In that case, the real question is which makes the code clearer, and reduces the opportunities for errors. That's a case by case decision, though my general rule is to minimize globals, particularly globals with a more than one file scope.
If the application is multithreaded, things get even clearer - and more exciting. Every global variable must either be const, or protected by some lock. And that includes variables declared with "static". Make your life easier by only making things global if they really are shared.
Back to your case - you have some kind of big global array of data structures, and some specific positions within it. Apparently a whole bunch of routines will operate on the same positions; otherwise the question doesn't make sense. I'd do whatever makes the code most clear and readable. From your description, that's probably to make them global, but you haven't given enough detail for me to be sure. If you do make them global, for heavens sake don't call them x and y, unless those names make clear and obvious sense - e.g. if they together represent a cartesian co-ordinate.
Although global memory and dynamic memory allocation are separate items, I tend to see paired use: lots of global memory with little allocations or little global and lots of dynamic memory usage.

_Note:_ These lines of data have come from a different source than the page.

//! Chart rendering for rank and cube tables
//!
//! Charts are drawn as plain shapes (bars, cells, axes) without text, so
//! the renderer needs no font. The table artifact beside each chart carries
//! the labels.

use std::collections::HashMap;
use std::path::Path;

use image::{Rgb, RgbImage};
use imageproc::drawing::{draw_filled_rect_mut, draw_line_segment_mut};
use imageproc::rect::Rect;

use crate::data::rank::{
    LOWEST_PRODUCTS_BY_REGION_YEAR, TOP_PRODUCTS_BY_REGION_MONTH, TOP_PRODUCTS_BY_REGION_YEAR,
    TOP_VOLUME_PRODUCTS_BY_REGION_YEAR_MONTH,
};
use crate::data::{DataFrame, Series};
use crate::error::{PipelineError, PipelineResult};

/// File stem of the cube-wide heatmap
pub const HEATMAP_CHART: &str = "sales_heatmap_region_year";

const BACKGROUND: Rgb<u8> = Rgb([255, 255, 255]);
const AXIS: Rgb<u8> = Rgb([60, 60, 60]);
const MARGIN: u32 = 40;

/// Hue colours, assigned in first-seen order and reused cyclically
const PALETTE: [Rgb<u8>; 8] = [
    Rgb([68, 1, 84]),
    Rgb([59, 82, 139]),
    Rgb([33, 145, 140]),
    Rgb([94, 201, 98]),
    Rgb([253, 231, 37]),
    Rgb([229, 107, 93]),
    Rgb([166, 97, 26]),
    Rgb([128, 128, 128]),
];

#[derive(Debug, Clone, PartialEq, Eq)]
pub enum ChartKind {
    /// One cluster per x value, one bar per hue value within it
    GroupedBar,
    /// Rows keyed by x, columns keyed by the tuple of these columns
    Heatmap { columns: Vec<String> },
}

#[derive(Debug, Clone, PartialEq, Eq)]
pub struct ChartSpec {
    pub title: String,
    pub kind: ChartKind,
    pub x: String,
    pub y: String,
    pub hue: Option<String>,
}

impl ChartSpec {
    #[must_use]
    pub fn bar(title: impl Into<String>, x: impl Into<String>, y: impl Into<String>) -> Self {
        Self {
            title: title.into(),
            kind: ChartKind::GroupedBar,
            x: x.into(),
            y: y.into(),
            hue: None,
        }
    }

    #[must_use]
    pub fn hue(mut self, column: impl Into<String>) -> Self {
        self.hue = Some(column.into());
        self
    }

    #[must_use]
    pub fn heatmap(
        title: impl Into<String>,
        rows: impl Into<String>,
        columns: &[&str],
        value: impl Into<String>,
    ) -> Self {
        Self {
            title: title.into(),
            kind: ChartKind::Heatmap {
                columns: columns.iter().map(|c| (*c).to_string()).collect(),
            },
            x: rows.into(),
            y: value.into(),
            hue: None,
        }
    }
}

/// Chart drawn for a standard policy's output
#[must_use]
pub fn policy_chart(policy: &str) -> Option<ChartSpec> {
    let spec = match policy {
        LOWEST_PRODUCTS_BY_REGION_YEAR => {
            ChartSpec::bar("Lowest Products by Region and Year", "region", "sale_amount_sum")
                .hue("Year")
        }
        TOP_PRODUCTS_BY_REGION_YEAR => {
            ChartSpec::bar("Top Products by Region and Year", "region", "sale_amount_sum")
                .hue("Year")
        }
        TOP_PRODUCTS_BY_REGION_MONTH => {
            ChartSpec::bar("Top Products by Region and Month", "region", "sale_amount_sum")
                .hue("product_name")
        }
        TOP_VOLUME_PRODUCTS_BY_REGION_YEAR_MONTH => {
            ChartSpec::bar("Top Products by Sales Volume", "Month", "sale_id_count")
                .hue("product_name")
        }
        _ => return None,
    };
    Some(spec)
}

/// Sales count per region across (Year, Month)
#[must_use]
pub fn heatmap_chart() -> ChartSpec {
    ChartSpec::heatmap(
        "Sales Volume by Region, Year and Month",
        "region",
        &["Year", "Month"],
        "sale_id_count",
    )
}

/// Draws a chart of a table to a file
pub trait ChartRenderer: Send + Sync {
    /// # Errors
    /// Returns `PipelineError::Render` if the chart cannot be drawn or saved
    fn render(&self, table: &DataFrame, spec: &ChartSpec, path: &Path) -> PipelineResult<()>;
}

/// PNG output via `image`
#[derive(Debug, Clone, Copy)]
pub struct PngRenderer {
    width: u32,
    height: u32,
}

impl Default for PngRenderer {
    fn default() -> Self {
        Self {
            width: 1000,
            height: 600,
        }
    }
}

impl PngRenderer {
    #[must_use]
    pub fn new(width: u32, height: u32) -> Self {
        Self {
            width: width.max(MARGIN * 3),
            height: height.max(MARGIN * 3),
        }
    }

    fn plot_area(&self) -> (u32, u32) {
        (self.width - 2 * MARGIN, self.height - 2 * MARGIN)
    }

    fn draw_axes(&self, img: &mut RgbImage) {
        let left = MARGIN as f32;
        let bottom = (self.height - MARGIN) as f32;
        draw_line_segment_mut(img, (left, MARGIN as f32), (left, bottom), AXIS);
        draw_line_segment_mut(img, (left, bottom), ((self.width - MARGIN) as f32, bottom), AXIS);
    }

    fn draw_bars(&self, img: &mut RgbImage, table: &Table) {
        let (plot_w, plot_h) = self.plot_area();
        let max = table.max().max(f64::MIN_POSITIVE);
        let cluster_w = plot_w as f64 / table.rows.len() as f64;
        let bar_w = (cluster_w * 0.8 / table.cols.len() as f64).max(1.0);

        for (&(row, col), &value) in &table.cells {
            let height = ((value.max(0.0) / max) * f64::from(plot_h)).round() as u32;
            if height == 0 {
                continue;
            }
            let x = f64::from(MARGIN) + cluster_w * row as f64 + cluster_w * 0.1 + bar_w * col as f64;
            let y = self.height - MARGIN - height;
            let rect = Rect::at(x as i32, y as i32).of_size(bar_w as u32, height);
            draw_filled_rect_mut(img, rect, PALETTE[col % PALETTE.len()]);
        }
        self.draw_axes(img);
    }

    fn draw_heatmap(&self, img: &mut RgbImage, table: &Table) {
        let (plot_w, plot_h) = self.plot_area();
        let max = table.max().max(f64::MIN_POSITIVE);
        let cell_w = (plot_w / table.cols.len() as u32).max(1);
        let cell_h = (plot_h / table.rows.len() as u32).max(1);

        for (&(row, col), &value) in &table.cells {
            let t = (value.max(0.0) / max).clamp(0.0, 1.0);
            let shade = |lo: u8, hi: u8| (f64::from(lo) + (f64::from(hi) - f64::from(lo)) * t) as u8;
            let color = Rgb([shade(247, 8), shade(251, 48), shade(255, 107)]);
            let x = MARGIN + cell_w * col as u32;
            let y = MARGIN + cell_h * row as u32;
            draw_filled_rect_mut(img, Rect::at(x as i32, y as i32).of_size(cell_w, cell_h), color);
        }
        self.draw_axes(img);
    }
}

impl ChartRenderer for PngRenderer {
    fn render(&self, table: &DataFrame, spec: &ChartSpec, path: &Path) -> PipelineResult<()> {
        let fail = |reason: String| PipelineError::Render {
            chart: spec.title.clone(),
            reason,
        };

        let pivot = Table::pivot(table, spec).map_err(fail)?;
        let mut img = RgbImage::from_pixel(self.width, self.height, BACKGROUND);
        match spec.kind {
            ChartKind::GroupedBar => self.draw_bars(&mut img, &pivot),
            ChartKind::Heatmap { .. } => self.draw_heatmap(&mut img, &pivot),
        }

        if let Some(dir) = path.parent() {
            std::fs::create_dir_all(dir).map_err(|e| fail(e.to_string()))?;
        }
        img.save(path).map_err(|e| fail(e.to_string()))?;
        tracing::info!(chart = %spec.title, path = %path.display(), "chart saved");
        Ok(())
    }
}

/// Values summed per (row key, column key), keys in first-seen order
struct Table {
    rows: Vec<String>,
    cols: Vec<String>,
    cells: HashMap<(usize, usize), f64>,
}

impl Table {
    fn pivot(df: &DataFrame, spec: &ChartSpec) -> Result<Self, String> {
        if df.is_empty() {
            return Err("table has no rows".to_string());
        }
        let column = |name: &str| df.column(name).map_err(|e| e.to_string());

        let x = column(&spec.x)?;
        let y = column(&spec.y)?;
        if !y.is_numeric() {
            return Err(format!("column '{}' is not numeric", spec.y));
        }
        let col_keys: Vec<Series> = match &spec.kind {
            ChartKind::GroupedBar => spec.hue.iter().map(|h| column(h)).collect::<Result<_, _>>()?,
            ChartKind::Heatmap { columns } => {
                columns.iter().map(|c| column(c)).collect::<Result<_, _>>()?
            }
        };

        let mut table = Table {
            rows: Vec::new(),
            cols: Vec::new(),
            cells: HashMap::new(),
        };
        for i in 0..df.num_rows() {
            let value = y.get(i).map_err(|e| e.to_string())?;
            let Some(value) = value.as_f64() else {
                continue;
            };
            let row_key = x.get(i).map_err(|e| e.to_string())?.to_string();
            let col_key = col_keys
                .iter()
                .map(|s| s.get(i).map(|v| v.to_string()))
                .collect::<Result<Vec<_>, _>>()
                .map_err(|e| e.to_string())?
                .join("-");
            let row = position(&mut table.rows, row_key);
            let col = position(&mut table.cols, col_key);
            *table.cells.entry((row, col)).or_insert(0.0) += value;
        }

        if table.cells.is_empty() {
            return Err(format!("column '{}' has no values", spec.y));
        }
        Ok(table)
    }

    fn max(&self) -> f64 {
        self.cells.values().copied().fold(0.0, f64::max)
    }
}

fn position(keys: &mut Vec<String>, key: String) -> usize {
    if let Some(i) = keys.iter().position(|k| *k == key) {
        return i;
    }
    keys.push(key);
    keys.len() - 1
}

#[cfg(test)]
mod tests {
    use super::*;

    fn ranked() -> DataFrame {
        DataFrame::from_series(vec![
            Series::from_ints("Year", vec![2023, 2024, 2024]),
            Series::from_ints("Month", vec![1, 1, 2]),
            Series::from_strings("region", vec!["North", "North", "South"]),
            Series::from_strings("product_name", vec!["A", "B", "A"]),
            Series::from_floats("sale_amount_sum", vec![10.0, 25.0, 5.0]),
            Series::from_ints("sale_id_count", vec![1, 3, 2]),
        ])
        .unwrap()
    }

    #[test]
    fn test_bar_chart_png() {
        let dir = tempfile::tempdir().unwrap();
        let path = dir.path().join("charts/top.png");
        let spec = policy_chart(TOP_PRODUCTS_BY_REGION_YEAR).unwrap();

        PngRenderer::new(320, 200).render(&ranked(), &spec, &path).unwrap();

        let img = image::open(&path).unwrap().to_rgb8();
        assert_eq!(img.dimensions(), (320, 200));
        assert!(img.pixels().any(|p| PALETTE.contains(p)));
    }

    #[test]
    fn test_heatmap_png() {
        let dir = tempfile::tempdir().unwrap();
        let path = dir.path().join(format!("{HEATMAP_CHART}.png"));
        PngRenderer::default()
            .render(&ranked(), &heatmap_chart(), &path)
            .unwrap();
        assert!(path.is_file());
    }

    #[test]
    fn test_pivot_keys_in_first_seen_order() {
        let spec = ChartSpec::bar("t", "region", "sale_id_count").hue("Year");
        let table = Table::pivot(&ranked(), &spec).unwrap();
        assert_eq!(table.rows, vec!["North", "South"]);
        assert_eq!(table.cols, vec!["2023", "2024"]);
        assert_eq!(table.cells[&(0, 1)], 3.0);
    }

    #[test]
    fn test_render_errors() {
        let dir = tempfile::tempdir().unwrap();
        let path = dir.path().join("bad.png");
        let renderer = PngRenderer::default();

        let text_y = ChartSpec::bar("t", "region", "product_name");
        let err = renderer.render(&ranked(), &text_y, &path).unwrap_err();
        assert!(matches!(err, PipelineError::Render { .. }));
        assert!(!err.is_fatal());

        let empty = ranked().head(0).unwrap();
        let spec = policy_chart(TOP_VOLUME_PRODUCTS_BY_REGION_YEAR_MONTH).unwrap();
        assert!(renderer.render(&empty, &spec, &path).is_err());
        assert!(!path.exists());
    }

    #[test]
    fn test_unknown_policy_has_no_chart() {
        assert!(policy_chart("custom").is_none());
    }
}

Global variables (or externally linkable memory, etc.) have a valid use today in applications that are life critical. Having worked in both Both Air Traffic Control and Life Sciences, some applications use no dynamically allocated memory. There often is large global arrays instead. Such applications can not tolerate an out of memory some time down the line and need to show that the application can handle all specified capacity on start-up.
In some micro-controller applications, again the scope and size is well known so there is no dynamic allocation and often data is shared between functions via the global space. Even the worst case stack size is known (recursion not allowed).
In dynamic applications that need to scale with various processors, demands, etc. good programing practice avoids global memory. I find this coding style easier to maintain and enhance.
I do not see speed/code efficiency driving the use/non-use of global memory. It is more of a software architecture issue. Go with the approach the 1) meets your design goals & 2) is debug-able and maintainable.
Thought: Video memory is like global memory in that all functions and application shared this space.